- Record set -
========================

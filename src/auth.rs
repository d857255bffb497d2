use async_trait::async_trait;
use pgwire::api::auth::{AuthSource, LoginInfo, Password};
use pgwire::error::PgWireResult;

/// Wire-protocol authentication: one shared deployment secret, checked in
/// cleartext. Every login name is accepted; only the password matters.
#[derive(Debug)]
pub struct ForecourtAuthSource {
    password: Vec<u8>,
}

impl ForecourtAuthSource {
    pub fn new(password: String) -> Self {
        Self {
            password: password.into_bytes(),
        }
    }
}

#[async_trait]
impl AuthSource for ForecourtAuthSource {
    async fn get_password(&self, _login: &LoginInfo) -> PgWireResult<Password> {
        Ok(Password::new(None, self.password.clone()))
    }
}
//! Complexity scoring, tier mapping and provider/model routing (§4.C).

use crate::prd::{Priority, PrdItem};
use crate::provider::{Provider, ProviderSlot, Tier};
use crate::rate_limiter::RateLimiter;

const ESCALATE_SUBSTRINGS: [&str; 14] = [
    "refactor",
    "migration",
    "architecture",
    "redesign",
    "rewrite",
    "security",
    "authentication",
    "authorization",
    "performance",
    "database",
    "schema",
    "integration",
    "api design",
    "state management",
];

const DEESCALATE_SUBSTRINGS: [&str; 17] = [
    "typo",
    "tooltip",
    "color",
    "padding",
    "margin",
    "spacing",
    "rename",
    "comment",
    "documentation",
    "readme",
    "copy",
    "icon",
    "label",
    "text",
    "string",
    "css",
    "style",
];

/// Pure function: scores a backlog item 0–100.
pub fn score_complexity(item: &PrdItem) -> u32 {
    let mut score: i32 = 50;

    if let Some(hint) = item.complexity_hint.as_deref() {
        return match hint {
            "low" => 20,
            "medium" => 50,
            "high" => 80,
            _ => 50,
        };
    }

    score += match item.priority {
        Priority::High => 10,
        Priority::Low => -10,
        Priority::Medium => 0,
    };

    let desc_len = item.description.len();
    score += if desc_len > 500 {
        15
    } else if desc_len > 200 {
        5
    } else if desc_len < 50 {
        -10
    } else {
        0
    };

    let criteria_count = item.acceptance_criteria.len();
    score += if criteria_count > 8 {
        15
    } else if criteria_count > 4 {
        5
    } else if criteria_count <= 1 {
        -10
    } else {
        0
    };

    if let Some(hours) = item.estimated_hours {
        score += if hours >= 4.0 {
            20
        } else if hours >= 2.0 {
            10
        } else if hours < 0.5 {
            -15
        } else {
            0
        };
    }

    if !item.judges.is_empty() {
        score += 10;
    }

    let haystack = format!(
        "{} {}",
        item.name.as_deref().unwrap_or_default(),
        item.description
    )
    .to_lowercase();

    if ESCALATE_SUBSTRINGS.iter().any(|s| haystack.contains(s)) {
        score += 8;
    }
    if DEESCALATE_SUBSTRINGS.iter().any(|s| haystack.contains(s)) {
        score -= 8;
    }

    if item.depends_on.len() > 2 {
        score += 10;
    }

    score.clamp(0, 100) as u32
}

/// `<40 -> low`, `[40,70) -> medium`, `>=70 -> high`.
pub fn score_to_tier(score: u32) -> Tier {
    if score < 40 {
        Tier::Low
    } else if score < 70 {
        Tier::Medium
    } else {
        Tier::High
    }
}

/// Primary slot then fallbacks, in order, per tier.
fn routing_table(tier: Tier) -> &'static [(Provider, &'static str)] {
    match tier {
        Tier::High => &[
            (Provider::Claude, "opus"),
            (Provider::Gemini, "pro"),
            (Provider::Claude, "sonnet"),
        ],
        Tier::Medium => &[
            (Provider::Claude, "sonnet"),
            (Provider::Codex, "default"),
            (Provider::Gemini, "pro"),
            (Provider::Cursor, "default"),
        ],
        Tier::Low => &[
            (Provider::Claude, "haiku"),
            (Provider::Gemini, "flash"),
            (Provider::Codex, "default"),
        ],
    }
}

const ALL_TIERS: [Tier; 3] = [Tier::High, Tier::Medium, Tier::Low];

/// Consults the requested tier's routing table in order, then falls back to
/// scanning the other tiers (preserving the requested tier label) so work
/// is never stranded when the natural slot is at capacity.
pub fn find_available_slot(tier: Tier, limiter: &RateLimiter) -> Option<ProviderSlot> {
    for &(provider, model) in routing_table(tier) {
        if limiter.try_acquire(provider.as_str(), model) {
            return Some(ProviderSlot::new(provider, model, tier));
        }
    }
    for &other_tier in &ALL_TIERS {
        if other_tier == tier {
            continue;
        }
        for &(provider, model) in routing_table(other_tier) {
            if limiter.try_acquire(provider.as_str(), model) {
                return Some(ProviderSlot::new(provider, model, tier));
            }
        }
    }
    None
}

/// Scores the item, maps to a tier, applies escalation across `retry_count`
/// steps if `escalate_on_retry`, and raises the score to the escalated
/// tier's floor if escalation moved the tier past what the raw score gives.
pub fn build_tier(item: &PrdItem, escalate_on_retry: bool, retry_count: u32) -> (u32, Tier) {
    let raw_score = score_complexity(item);
    let mut tier = score_to_tier(raw_score);

    if escalate_on_retry {
        for _ in 0..retry_count {
            tier = tier.escalate();
        }
    }

    let score = match tier {
        Tier::Low => raw_score,
        Tier::Medium => raw_score.max(40),
        Tier::High => raw_score.max(70),
    };

    (score, tier)
}

#[cfg(test)]
mod tests {
    use super::*;
    use serde_json::Map;

    fn item(description: &str) -> PrdItem {
        PrdItem {
            id: "T-1".to_string(),
            name: None,
            description: description.to_string(),
            priority: Priority::Medium,
            category: None,
            status: crate::prd::Status::Pending,
            passes: None,
            depends_on: vec![],
            acceptance_criteria: vec![],
            estimated_hours: None,
            provider_override: None,
            validation_override: None,
            complexity_hint: None,
            judges: vec![],
            validation_result: None,
            judge_result: None,
            completed_at: None,
            extra: Map::new(),
        }
    }

    #[test]
    fn manual_hint_dominates() {
        let mut i = item("anything");
        i.complexity_hint = Some("low".to_string());
        assert_eq!(score_complexity(&i), 20);
        i.complexity_hint = Some("high".to_string());
        assert_eq!(score_complexity(&i), 80);
    }

    #[test]
    fn score_clamps_to_0_100() {
        let mut i = item("x");
        i.priority = Priority::Low;
        i.estimated_hours = Some(0.1);
        let score = score_complexity(&i);
        assert!(score <= 100);
    }

    #[test]
    fn tier_mapping_matches_boundaries() {
        assert_eq!(score_to_tier(39), Tier::Low);
        assert_eq!(score_to_tier(40), Tier::Medium);
        assert_eq!(score_to_tier(69), Tier::Medium);
        assert_eq!(score_to_tier(70), Tier::High);
    }

    #[test]
    fn escalation_raises_score_floor() {
        let mut i = item("fix a typo");
        i.priority = Priority::Low;
        let (_, tier_no_escalate) = build_tier(&i, false, 3);
        assert_eq!(tier_no_escalate, score_to_tier(score_complexity(&i)));

        let (score, tier) = build_tier(&i, true, 3);
        assert_eq!(tier, Tier::High);
        assert!(score >= 70);
    }

    #[test]
    fn find_available_slot_falls_back_across_tiers() {
        let limiter = RateLimiter::new();
        limiter.configure("claude", "haiku", 0);
        limiter.configure("gemini", "flash", 0);
        limiter.configure("codex", "default", 0);
        limiter.configure("claude", "sonnet", 1);

        let slot = find_available_slot(Tier::Low, &limiter).unwrap();
        assert_eq!(slot.tier, Tier::Low);
        assert_eq!(slot.provider, Provider::Claude);
        assert_eq!(slot.model, "sonnet");
    }

    #[test]
    fn find_available_slot_returns_none_when_nothing_acquirable() {
        let limiter = RateLimiter::new();
        assert!(find_available_slot(Tier::Medium, &limiter).is_none());
    }
}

========================

- What needs to be done -
Word for word, give the entire listing again.

- Solution for this problem -
filename src/auth.rs
repository d857255bffb497d2
use async_trait::async_trait;
use pgwire::api::auth::{AuthSource, LoginInfo, Password};
use pgwire::error::PgWireResult;

/// Wire-protocol authentication: one shared deployment secret, checked in
/// cleartext. Every login name is accepted; only the password matters.
#[derive(Debug)]
pub struct ForecourtAuthSource {
    password: Vec<u8>,
}

impl ForecourtAuthSource {
    pub fn new(password: String) -> Self {
        Self {
            password: password.into_bytes(),
        }
    }
}

#[async_trait]
impl AuthSource for ForecourtAuthSource {
    async fn get_password(&self, _login: &LoginInfo) -> PgWireResult<Password> {
        Ok(Password::new(None, self.password.clone()))
    }
}
//! Complexity scoring, tier mapping and provider/model routing (§4.C).

use crate::prd::{Priority, PrdItem};
use crate::provider::{Provider, ProviderSlot, Tier};
use crate::rate_limiter::RateLimiter;

const ESCALATE_SUBSTRINGS: [&str; 14] = [
    "refactor",
    "migration",
    "architecture",
    "redesign",
    "rewrite",
    "security",
    "authentication",
    "authorization",
    "performance",
    "database",
    "schema",
    "integration",
    "api design",
    "state management",
];

const DEESCALATE_SUBSTRINGS: [&str; 17] = [
    "typo",
    "tooltip",
    "color",
    "padding",
    "margin",
    "spacing",
    "rename",
    "comment",
    "documentation",
    "readme",
    "copy",
    "icon",
    "label",
    "text",
    "string",
    "css",
    "style",
];

/// Pure function: scores a backlog item 0–100.
pub fn score_complexity(item: &PrdItem) -> u32 {
    let mut score: i32 = 50;

    if let Some(hint) = item.complexity_hint.as_deref() {
        return match hint {
            "low" => 20,
            "medium" => 50,
            "high" => 80,
            _ => 50,
        };
    }

    score += match item.priority {
        Priority::High => 10,
        Priority::Low => -10,
        Priority::Medium => 0,
    };

    let desc_len = item.description.len();
    score += if desc_len > 500 {
        15
    } else if desc_len > 200 {
        5
    } else if desc_len < 50 {
        -10
    } else {
        0
    };

    let criteria_count = item.acceptance_criteria.len();
    score += if criteria_count > 8 {
        15
    } else if criteria_count > 4 {
        5
    } else if criteria_count <= 1 {
        -10
    } else {
        0
    };

    if let Some(hours) = item.estimated_hours {
        score += if hours >= 4.0 {
            20
        } else if hours >= 2.0 {
            10
        } else if hours < 0.5 {
            -15
        } else {
            0
        };
    }

    if !item.judges.is_empty() {
        score += 10;
    }

    let haystack = format!(
        "{} {}",
        item.name.as_deref().unwrap_or_default(),
        item.description
    )
    .to_lowercase();

    if ESCALATE_SUBSTRINGS.iter().any(|s| haystack.contains(s)) {
        score += 8;
    }
    if DEESCALATE_SUBSTRINGS.iter().any(|s| haystack.contains(s)) {
        score -= 8;
    }

    if item.depends_on.len() > 2 {
        score += 10;
    }

    score.clamp(0, 100) as u32
}

/// `<40 -> low`, `[40,70) -> medium`, `>=70 -> high`.
pub fn score_to_tier(score: u32) -> Tier {
    if score < 40 {
        Tier::Low
    } else if score < 70 {
        Tier::Medium
    } else {
        Tier::High
    }
}

/// Primary slot then fallbacks, in order, per tier.
fn routing_table(tier: Tier) -> &'static [(Provider, &'static str)] {
    match tier {
        Tier::High => &[
            (Provider::Claude, "opus"),
            (Provider::Gemini, "pro"),
            (Provider::Claude, "sonnet"),
        ],
        Tier::Medium => &[
            (Provider::Claude, "sonnet"),
            (Provider::Codex, "default"),
            (Provider::Gemini, "pro"),
            (Provider::Cursor, "default"),
        ],
        Tier::Low => &[
            (Provider::Claude, "haiku"),
            (Provider::Gemini, "flash"),
            (Provider::Codex, "default"),
        ],
    }
}

const ALL_TIERS: [Tier; 3] = [Tier::High, Tier::Medium, Tier::Low];

/// Consults the requested tier's routing table in order, then falls back to
/// scanning the other tiers (preserving the requested tier label) so work
/// is never stranded when the natural slot is at capacity.
pub fn find_available_slot(tier: Tier, limiter: &RateLimiter) -> Option<ProviderSlot> {
    for &(provider, model) in routing_table(tier) {
        if limiter.try_acquire(provider.as_str(), model) {
            return Some(ProviderSlot::new(provider, model, tier));
        }
    }
    for &other_tier in &ALL_TIERS {
        if other_tier == tier {
            continue;
        }
        for &(provider, model) in routing_table(other_tier) {
            if limiter.try_acquire(provider.as_str(), model) {
                return Some(ProviderSlot::new(provider, model, tier));
            }
        }
    }
    None
}

/// Scores the item, maps to a tier, applies escalation across `retry_count`
/// steps if `escalate_on_retry`, and raises the score to the escalated
/// tier's floor if escalation moved the tier past what the raw score gives.
pub fn build_tier(item: &PrdItem, escalate_on_retry: bool, retry_count: u32) -> (u32, Tier) {
    let raw_score = score_complexity(item);
    let mut tier = score_to_tier(raw_score);

    if escalate_on_retry {
        for _ in 0..retry_count {
            tier = tier.escalate();
        }
    }

    let score = match tier {
        Tier::Low => raw_score,
        Tier::Medium => raw_score.max(40),
        Tier::High => raw_score.max(70),
    };

    (score, tier)
}

#[cfg(test)]
mod tests {
    use super::*;
    use serde_json::Map;

    fn item(description: &str) -> PrdItem {
        PrdItem {
            id: "T-1".to_string(),
            name: None,
            description: description.to_string(),
            priority: Priority::Medium,
            category: None,
            status: crate::prd::Status::Pending,
            passes: None,
            depends_on: vec![],
            acceptance_criteria: vec![],
            estimated_hours: None,
            provider_override: None,
            validation_override: None,
            complexity_hint: None,
            judges: vec![],
            validation_result: None,
            judge_result: None,
            completed_at: None,
            extra: Map::new(),
        }
    }

    #[test]
    fn manual_hint_dominates() {
        let mut i = item("anything");
        i.complexity_hint = Some("low".to_string());
        assert_eq!(score_complexity(&i), 20);
        i.complexity_hint = Some("high".to_string());
        assert_eq!(score_complexity(&i), 80);
    }

    #[test]
    fn score_clamps_to_0_100() {
        let mut i = item("x");
        i.priority = Priority::Low;
        i.estimated_hours = Some(0.1);
        let score = score_complexity(&i);
        assert!(score <= 100);
    }

    #[test]
    fn tier_mapping_matches_boundaries() {
        assert_eq!(score_to_tier(39), Tier::Low);
        assert_eq!(score_to_tier(40), Tier::Medium);
        assert_eq!(score_to_tier(69), Tier::Medium);
        assert_eq!(score_to_tier(70), Tier::High);
    }

    #[test]
    fn escalation_raises_score_floor() {
        let mut i = item("fix a typo");
        i.priority = Priority::Low;
        let (_, tier_no_escalate) = build_tier(&i, false, 3);
        assert_eq!(tier_no_escalate, score_to_tier(score_complexity(&i)));

        let (score, tier) = build_tier(&i, true, 3);
        assert_eq!(tier, Tier::High);
        assert!(score >= 70);
    }

    #[test]
    fn find_available_slot_falls_back_across_tiers() {
        let limiter = RateLimiter::new();
        limiter.configure("claude", "haiku", 0);
        limiter.configure("gemini", "flash", 0);
        limiter.configure("codex", "default", 0);
        limiter.configure("claude", "sonnet", 1);

        let slot = find_available_slot(Tier::Low, &limiter).unwrap();
        assert_eq!(slot.tier, Tier::Low);
        assert_eq!(slot.provider, Provider::Claude);
        assert_eq!(slot.model, "sonnet");
    }

    #[test]
    fn find_available_slot_returns_none_when_nothing_acquirable() {
        let limiter = RateLimiter::new();
        assert!(find_available_slot(Tier::Medium, &limiter).is_none());
    }
}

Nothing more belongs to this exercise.